The neural and physiological mechanisms involved in aggression are not wholly clear. It is apparent that threats generate activity in the AUTONOMIC NERVOUS SYSTEM (see FIGHT-OR-FLIGHT) which serves to provide ENERGY for highly activated behaviour. HORMONES are also involved: in rodents, CASTRATION can reduce aggression, the administration of exogenous TESTOSTERONE serving to restore appropriate aggressive behaviour. Female sex hormones are also implicated, aggression by females being closely related to PREGNANCY. Female baboons for example have been shown to display higher levels of aggression during ovulation and when female mice are at their most receptive they appear to be least aggressive. Both male mice and male primates have been reported to show INFANTICIDE (of the offspring of others, not their own) which appears to be related to the hormonal state of females (usually females with whom they wish to mate but who have issue by other males). Explanations for infanticide typically engage arguments about the establishment of an individual’s reproductive success.

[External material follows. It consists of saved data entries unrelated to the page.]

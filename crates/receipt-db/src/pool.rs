//! # Database Pool Management
//!
//! Opens the SQLite receipt database and hands out repositories.
//!
//! ```text
//! DbConfig::new("receipts.db")        DbConfig::in_memory()
//!   WAL journal, NORMAL sync            one connection, never recycled
//!   up to 5 connections                 (the data lives in that connection)
//!             │                                   │
//!             └──────────► Database::new ◄────────┘
//!                              │  migrations
//!                              ▼
//!                    db.receipts() ─► ReceiptRepository
//!                    (all share one pool and one write lock)
//! ```

use std::path::PathBuf;
use std::str::FromStr;
use std::sync::Arc;
use std::time::Duration;

use sqlx::sqlite::{SqliteConnectOptions, SqliteJournalMode, SqlitePoolOptions, SqliteSynchronous};
use sqlx::SqlitePool;
use tokio::sync::Mutex;
use tracing::info;

use crate::error::{DbError, DbResult};
use crate::migrations;
use crate::repository::receipt::ReceiptRepository;

/// Path value that selects a private in-memory database.
const IN_MEMORY_PATH: &str = ":memory:";

// =============================================================================
// Configuration
// =============================================================================

/// Where the receipts live and how the pool behaves.
#[derive(Debug, Clone)]
pub struct DbConfig {
    pub database_path: PathBuf,
    pub max_connections: u32,
    pub acquire_timeout: Duration,
    /// Ignored for in-memory databases.
    pub idle_timeout: Duration,
    pub run_migrations: bool,
}

impl DbConfig {
    /// A file database; the file is created on first open.
    pub fn new(path: impl Into<PathBuf>) -> Self {
        DbConfig {
            database_path: path.into(),
            max_connections: 5,
            acquire_timeout: Duration::from_secs(30),
            idle_timeout: Duration::from_secs(600),
            run_migrations: true,
        }
    }

    /// A private database that disappears with the `Database`.
    pub fn in_memory() -> Self {
        DbConfig {
            max_connections: 1,
            acquire_timeout: Duration::from_secs(5),
            ..DbConfig::new(IN_MEMORY_PATH)
        }
    }

    /// Skip migrations on open.
    pub fn run_migrations(mut self, run: bool) -> Self {
        self.run_migrations = run;
        self
    }

    pub fn is_in_memory(&self) -> bool {
        self.database_path.as_os_str() == IN_MEMORY_PATH
    }

    fn connect_options(&self) -> DbResult<SqliteConnectOptions> {
        let options = if self.is_in_memory() {
            SqliteConnectOptions::from_str("sqlite::memory:")
                .map_err(|e| DbError::ConnectionFailed(e.to_string()))?
        } else {
            SqliteConnectOptions::new()
                .filename(&self.database_path)
                .journal_mode(SqliteJournalMode::Wal)
                .create_if_missing(true)
        };

        Ok(options.synchronous(SqliteSynchronous::Normal))
    }

    fn pool_options(&self) -> SqlitePoolOptions {
        let options = SqlitePoolOptions::new()
            .max_connections(self.max_connections)
            .min_connections(1)
            .acquire_timeout(self.acquire_timeout);

        if self.is_in_memory() {
            options.idle_timeout(None).max_lifetime(None)
        } else {
            options.idle_timeout(Some(self.idle_timeout))
        }
    }
}

// =============================================================================
// Database
// =============================================================================

/// An open receipt database.
///
/// Clones share the pool and the write lock.
#[derive(Debug, Clone)]
pub struct Database {
    pool: SqlitePool,
    write_lock: Arc<Mutex<()>>,
}

impl Database {
    /// Opens the pool and, unless disabled, applies pending migrations.
    pub async fn new(config: DbConfig) -> DbResult<Self> {
        info!(path = %config.database_path.display(), "Opening receipt database");

        let pool = config
            .pool_options()
            .connect_with(config.connect_options()?)
            .await
            .map_err(|e| DbError::ConnectionFailed(e.to_string()))?;

        let db = Database {
            pool,
            write_lock: Arc::new(Mutex::new(())),
        };

        if config.run_migrations {
            db.run_migrations().await?;
        }

        Ok(db)
    }

    pub async fn run_migrations(&self) -> DbResult<()> {
        migrations::run_migrations(&self.pool).await
    }

    pub fn pool(&self) -> &SqlitePool {
        &self.pool
    }

    /// A receipt store backed by this database.
    pub fn receipts(&self) -> ReceiptRepository {
        ReceiptRepository::new(self.pool.clone(), Arc::clone(&self.write_lock))
    }

    pub async fn close(&self) {
        info!("Closing receipt database");
        self.pool.close().await;
    }

    /// True if a trivial query succeeds.
    pub async fn health_check(&self) -> bool {
        sqlx::query("SELECT 1").execute(&self.pool).await.is_ok()
    }
}

// =============================================================================
// Unit Tests
// =============================================================================

#[cfg(test)]
mod tests {
    use super::*;

    #[tokio::test]
    async fn test_in_memory_database() {
        let config = DbConfig::in_memory();
        assert!(config.is_in_memory());
        assert_eq!(config.max_connections, 1);

        let db = Database::new(config).await.unwrap();
        assert!(db.health_check().await);
    }

    #[tokio::test]
    async fn test_file_database_is_created() {
        let dir = tempfile::tempdir().unwrap();
        let path = dir.path().join("receipts.db");

        let db = Database::new(DbConfig::new(&path)).await.unwrap();
        assert!(db.health_check().await);
        assert!(path.exists());

        db.close().await;
        assert!(!db.health_check().await);
    }

    #[test]
    fn test_file_config_defaults() {
        let config = DbConfig::new("/tmp/test.db").run_migrations(false);

        assert_eq!(config.max_connections, 5);
        assert!(!config.run_migrations);
        assert!(!config.is_in_memory());
    }
}
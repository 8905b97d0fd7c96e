//! # Database Migrations
//!
//! Embedded SQL migrations for the receipt store.
//!
//! ## Adding New Migrations
//!
//! 1. Create a new file in `migrations/sqlite/` with the next sequence number
//! 2. Name format: `NNN_description.sql` (e.g., `002_add_receipt_notes.sql`)
//! 3. Write idempotent SQL (use `IF NOT EXISTS` where possible)
//! 4. **NEVER** modify existing migrations - always add new ones

use sqlx::SqlitePool;
use tracing::info;

use crate::error::DbResult;

/// Embedded migrations from the workspace `migrations/sqlite` directory.
///
/// The `sqlx::migrate!()` macro embeds all SQL files into the binary at
/// compile time. No runtime file access needed.
static MIGRATOR: sqlx::migrate::Migrator = sqlx::migrate!("../../migrations/sqlite");

/// Runs all pending database migrations.
///
/// ## Safety
/// - Idempotent: safe to run multiple times
/// - Transactional: each migration runs in a transaction
/// - Ordered: migrations run in filename order (001, 002, ...)
pub async fn run_migrations(pool: &SqlitePool) -> DbResult<()> {
    info!("Checking for pending migrations");

    MIGRATOR.run(pool).await?;

    info!("All migrations applied successfully");
    Ok(())
}

/// Returns information about migrations.
///
/// ## Returns
/// Tuple of (total_migrations, applied_migrations)
pub async fn migration_status(pool: &SqlitePool) -> DbResult<(usize, usize)> {
    let total = MIGRATOR.migrations.len();

    // Missing table means nothing has been applied yet
    let applied: i64 = sqlx::query_scalar("SELECT COUNT(*) FROM _sqlx_migrations")
        .fetch_one(pool)
        .await
        .unwrap_or(0);

    Ok((total, applied as usize))
}

#[cfg(test)]
mod tests {
    use super::*;
    use crate::{Database, DbConfig};

    #[tokio::test]
    async fn test_migrations_are_idempotent() {
        let db = Database::new(DbConfig::in_memory()).await.unwrap();

        db.run_migrations().await.unwrap();

        let (total, applied) = migration_status(db.pool()).await.unwrap();
        assert!(total >= 1);
        assert_eq!(total, applied);
    }

    #[tokio::test]
    async fn test_status_before_migrating() {
        let config = DbConfig::in_memory().run_migrations(false);
        let db = Database::new(config).await.unwrap();

        let (total, applied) = migration_status(db.pool()).await.unwrap();
        assert!(total >= 1);
        assert_eq!(applied, 0);
    }
}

Neural mechanisms involved in aggression are widespread: there is no single site in the brain that controls aggression. Systems implicated in the control of FEEDING and FORAGING are involved, as are the neuronal systems involved in FEAR. It is also clear that BRAINSTEM mechanisms are involved in the production of appropriate species-typical defence reactions. The PERIAQUEDUCTAL GREY and nearby structures in the PONS and MEDULLA can, when stimulated, elicit defensive behaviours. It is useful when considering aggression to think in terms of rodents. Rats in the wild live in a hostile world: prey and predators need to be dealt with promptly by appropriate attack and defence behaviours. One likely mechanism involves the SUPERIOR COLLICULUS, a structure with direct input from the RETINA and direct output to brainstem motor systems. This structure is able to make a rapid analysis of visual input (the INFERIOR COLLICULUS can make a similar analysis of auditory input) and to initiate appropriate motor activities at very high speed. Stimulation of the superior colliculus, or the structures to which it is monosynaptically connected (such as the CUNEIFORM NUCLEUS) can elicit rapid defensive behaviours in rodents, including explosive motor behaviour (running away at speed). For rodents, overhead threat (the recognition of stimuli passing close above them, as birds of prey do) is a potent elicitor of escape. Of course, if time permits, more detailed analyses of incoming sensory data can be made, allowing the opportunity for FOREBRAIN systems involved in sensory analysis, LEARNING and MEMORY to be used.
Aggression is evidently a complex phenomenon. Virtually all species show aggression in some form, and it is beyond doubt that hormonal states, autonomic activation and complex neural systems throughout the central nervous system are involved in it. There is always a temptation to ascribe human aggression to simple biological causes, but it is a temptation that should be resisted. While it is likely that aggression and violence by humans has biological antecedents—the influence of hormones for example—it is also clear that humans have elaborate social systems to channel and control aggression and that as willful, self-aware, autonomous creatures, humans have to accept responsibility for their own actions. An example of this differentiation between humans (and indeed PRIMATES) and other animals comes from studies of overcrowding. Research indicated that overcrowding in rodent colonies could lead to heightened aggression, and it was assumed that this would be universally true. Recent research has shown that this is not the case (see de Waal et al., 2000). The appropriate suppression of antisocial biological urges is something that people must learn to do.